- **Supplied information**
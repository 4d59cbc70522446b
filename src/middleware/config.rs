use std::sync::Arc;
use std::time::Duration as StdDuration;

use time::Duration;
use url::Url;

use super::cookies::CookiePolicy;
use super::error::AuthError;
use super::traits::IdentityProvider;
use crate::oauth::{DiscordClient, OAuthConfig};
use crate::token::SessionSigner;

const DEFAULT_APP_HOME: &str = "https://spacewalk.my.id/";

/// Shared auth settings used by both config and runtime state.
#[derive(Clone)]
pub(crate) struct AuthSettings {
    pub(crate) signer: Arc<SessionSigner>,
    pub(crate) cookie: CookiePolicy,
    pub(crate) auth_path: String,
    pub(crate) login_redirect: String,
}

impl AuthSettings {
    fn new(signer: SessionSigner) -> Self {
        Self {
            signer: Arc::new(signer),
            cookie: CookiePolicy::default(),
            auth_path: "/auth".into(),
            login_redirect: DEFAULT_APP_HOME.into(),
        }
    }
}

/// Session authentication configuration.
///
/// The identity provider and signing key are constructor parameters.
///
/// Use [`from_env()`](SessionAuthConfig::from_env) for convention-based setup,
/// or [`new()`](SessionAuthConfig::new) with `with_*` methods for full control.
pub struct SessionAuthConfig<P = DiscordClient> {
    pub(super) provider: P,
    pub(super) settings: AuthSettings,
}

impl<P: IdentityProvider> SessionAuthConfig<P> {
    /// Create config with the required provider and signer.
    ///
    /// All optional fields use the production defaults. Override with `with_*` methods.
    #[must_use]
    pub fn new(provider: P, signer: SessionSigner) -> Self {
        Self {
            provider,
            settings: AuthSettings::new(signer),
        }
    }

    #[must_use]
    pub fn with_session_cookie_name(mut self, name: impl Into<String>) -> Self {
        self.settings.cookie.set_name(name.into());
        self
    }

    /// Domain attribute of the session cookie (default `.spacewalk.my.id`).
    #[must_use]
    pub fn with_cookie_domain(mut self, domain: impl Into<String>) -> Self {
        self.settings.cookie.set_domain(domain.into());
        self
    }

    /// Lifetime of the credential and of its cookie (default 7 days).
    ///
    /// Values below one day are raised to one day.
    #[must_use]
    pub fn with_session_ttl_days(mut self, days: i64) -> Self {
        if days < 1 {
            tracing::warn!(days, "Session TTL below one day, using one day");
        }
        self.settings.cookie.set_ttl(Duration::days(days.max(1)));
        self
    }

    /// Prefix of the auth routes (default `/auth`).
    #[must_use]
    pub fn with_auth_path(mut self, path: impl Into<String>) -> Self {
        self.settings.auth_path = path.into();
        self
    }

    /// Where the browser lands after a successful login.
    #[must_use]
    pub fn with_login_redirect(mut self, url: impl Into<String>) -> Self {
        self.settings.login_redirect = url.into();
        self
    }

    #[must_use]
    pub fn provider(&self) -> &P {
        &self.provider
    }
}

impl SessionAuthConfig<DiscordClient> {
    /// Create config from environment variables.
    ///
    /// # Required env vars
    /// - `CLIENT_ID`: Discord application client ID
    /// - `CLIENT_SECRET`: Discord application client secret
    /// - `REDIRECT_URI`: OAuth2 callback URI (must be a valid URL)
    /// - `JWT_SECRET`: session signing secret (at least 32 bytes)
    ///
    /// # Optional env vars
    /// - `COOKIE_DOMAIN`: session cookie domain (default `.spacewalk.my.id`)
    /// - `SESSION_TTL_DAYS`: credential lifetime in days (default `7`)
    /// - `APP_HOME_URL`: post-login redirect (default `https://spacewalk.my.id/`)
    /// - `DISCORD_SCOPES`: comma-separated OAuth2 scopes
    /// - `DISCORD_TIMEOUT_SECS`: per-request timeout for Discord calls (default `5`)
    /// - `DISCORD_API_URL`: override the Discord API base
    ///
    /// # Errors
    ///
    /// Returns [`AuthError::Config`] if required env vars are missing or values are invalid.
    pub fn from_env() -> Result<Self, AuthError> {
        Self::from_lookup(|key| std::env::var(key).ok())
    }

    pub(crate) fn from_lookup(
        lookup: impl Fn(&str) -> Option<String>,
    ) -> Result<Self, AuthError> {
        let required = |key: &str| {
            lookup(key)
                .filter(|v| !v.is_empty())
                .ok_or_else(|| AuthError::Config(format!("{key} is required")))
        };

        let client_id = required("CLIENT_ID")?;
        let client_secret = required("CLIENT_SECRET")?;
        let redirect_uri: Url = required("REDIRECT_URI")?
            .parse()
            .map_err(|e| AuthError::Config(format!("REDIRECT_URI: {e}")))?;
        let signer = SessionSigner::new(required("JWT_SECRET")?)
            .map_err(|e| AuthError::Config(format!("JWT_SECRET: {e}")))?;

        let mut oauth = OAuthConfig::new(client_id, client_secret, redirect_uri);

        if let Some(url_str) = lookup("DISCORD_API_URL") {
            let base: Url = url_str
                .parse()
                .map_err(|e| AuthError::Config(format!("DISCORD_API_URL: {e}")))?;
            oauth = oauth
                .with_api_base(&base)
                .map_err(|e| AuthError::Config(e.to_string()))?;
        }
        if let Some(scopes) = lookup("DISCORD_SCOPES") {
            oauth = oauth.with_scopes(scopes.split(',').map(|s| s.trim().to_string()).collect());
        }
        if let Some(secs) = lookup("DISCORD_TIMEOUT_SECS") {
            let secs: u64 = secs
                .parse()
                .map_err(|e| AuthError::Config(format!("DISCORD_TIMEOUT_SECS: {e}")))?;
            oauth = oauth.with_timeout(StdDuration::from_secs(secs));
        }

        let mut config = Self::new(DiscordClient::new(oauth), signer);

        if let Some(domain) = lookup("COOKIE_DOMAIN") {
            config = config.with_cookie_domain(domain);
        }
        if let Some(days) = lookup("SESSION_TTL_DAYS") {
            let days: i64 = days
                .parse()
                .map_err(|e| AuthError::Config(format!("SESSION_TTL_DAYS: {e}")))?;
            if days < 1 {
                return Err(AuthError::Config("SESSION_TTL_DAYS must be at least 1".into()));
            }
            config = config.with_session_ttl_days(days);
        }
        if let Some(home) = lookup("APP_HOME_URL") {
            config = config.with_login_redirect(home);
        }

        Ok(config)
    }
}
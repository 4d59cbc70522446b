use jsonwebtoken::errors::ErrorKind;
use jsonwebtoken::{Algorithm, DecodingKey, EncodingKey, Header, Validation};
use serde::{Deserialize, Serialize};
use time::{Duration, OffsetDateTime};

use crate::error::Error;
use crate::types::{DiscordId, DiscordUser, Identity};

/// Minimum HS256 secret length in bytes.
pub const MIN_SECRET_LEN: usize = 32;

/// Payload of the session credential.
#[derive(Debug, Clone, PartialEq, Eq, Serialize, Deserialize)]
pub struct SessionClaims {
    pub id: DiscordId,
    #[serde(default)]
    pub email: Option<String>,
    pub username: String,
    /// Discord `global_name`.
    #[serde(default)]
    pub name: Option<String>,
    #[serde(default)]
    pub avatar: Option<String>,
    pub iat: u64,
    pub exp: u64,
}

impl SessionClaims {
    /// The identity exposed to request handlers.
    #[must_use]
    pub fn identity(&self) -> Identity {
        Identity {
            id: self.id.clone(),
            username: self.username.clone(),
            name: self.name.clone(),
            avatar: self.avatar.clone(),
        }
    }
}

/// Mints and verifies HS256 session credentials with a process-wide secret.
#[derive(Clone)]
pub struct SessionSigner {
    encoding: EncodingKey,
    decoding: DecodingKey,
    validation: Validation,
}

impl std::fmt::Debug for SessionSigner {
    fn fmt(&self, f: &mut std::fmt::Formatter<'_>) -> std::fmt::Result {
        f.debug_struct("SessionSigner").finish_non_exhaustive()
    }
}

impl SessionSigner {
    /// # Errors
    ///
    /// Returns [`Error::Config`] if the secret is shorter than [`MIN_SECRET_LEN`] bytes.
    pub fn new(secret: impl AsRef<[u8]>) -> Result<Self, Error> {
        let secret = secret.as_ref();
        if secret.len() < MIN_SECRET_LEN {
            return Err(Error::Config(format!(
                "signing secret must be at least {MIN_SECRET_LEN} bytes, got {}",
                secret.len()
            )));
        }

        let mut validation = Validation::new(Algorithm::HS256);
        validation.leeway = 0;
        validation.set_required_spec_claims(&["exp"]);

        Ok(Self {
            encoding: EncodingKey::from_secret(secret),
            decoding: DecodingKey::from_secret(secret),
            validation,
        })
    }

    /// Mint a credential for `user` valid for `ttl` from now.
    ///
    /// # Errors
    ///
    /// Returns [`Error::Token`] if encoding fails.
    pub fn mint(&self, user: &DiscordUser, ttl: Duration) -> Result<String, Error> {
        self.mint_at(user, ttl, OffsetDateTime::now_utc())
    }

    /// Mint a credential as if issued at `issued_at`.
    ///
    /// # Errors
    ///
    /// Returns [`Error::Token`] if encoding fails.
    pub fn mint_at(
        &self,
        user: &DiscordUser,
        ttl: Duration,
        issued_at: OffsetDateTime,
    ) -> Result<String, Error> {
        let claims = SessionClaims {
            id: user.id.clone(),
            email: user.email.clone(),
            username: user.username.clone(),
            name: user.global_name.clone(),
            avatar: user.avatar.clone(),
            iat: unix_seconds(issued_at),
            exp: unix_seconds(issued_at + ttl),
        };

        jsonwebtoken::encode(&Header::new(Algorithm::HS256), &claims, &self.encoding)
            .map_err(|e| Error::Token(e.to_string()))
    }

    /// Verify signature and expiry, then return the payload.
    ///
    /// # Errors
    ///
    /// Returns [`Error::TokenExpired`] past `exp`, or [`Error::Token`] for any
    /// malformed, tampered or foreign-key token.
    pub fn verify(&self, token: &str) -> Result<SessionClaims, Error> {
        jsonwebtoken::decode::<SessionClaims>(token, &self.decoding, &self.validation)
            .map(|data| data.claims)
            .map_err(|e| match e.kind() {
                ErrorKind::ExpiredSignature => Error::TokenExpired,
                _ => Error::Token(e.to_string()),
            })
    }
}

fn unix_seconds(at: OffsetDateTime) -> u64 {
    u64::try_from(at.unix_timestamp()).unwrap_or(0)
}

- **Aim of the task**
Where a line above contains the string "DiscordClient", copy that line.

- **Output**
use crate::oauth::{DiscordClient, OAuthConfig};
pub struct SessionAuthConfig<P = DiscordClient> {
impl SessionAuthConfig<DiscordClient> {
        let mut config = Self::new(DiscordClient::new(oauth), signer);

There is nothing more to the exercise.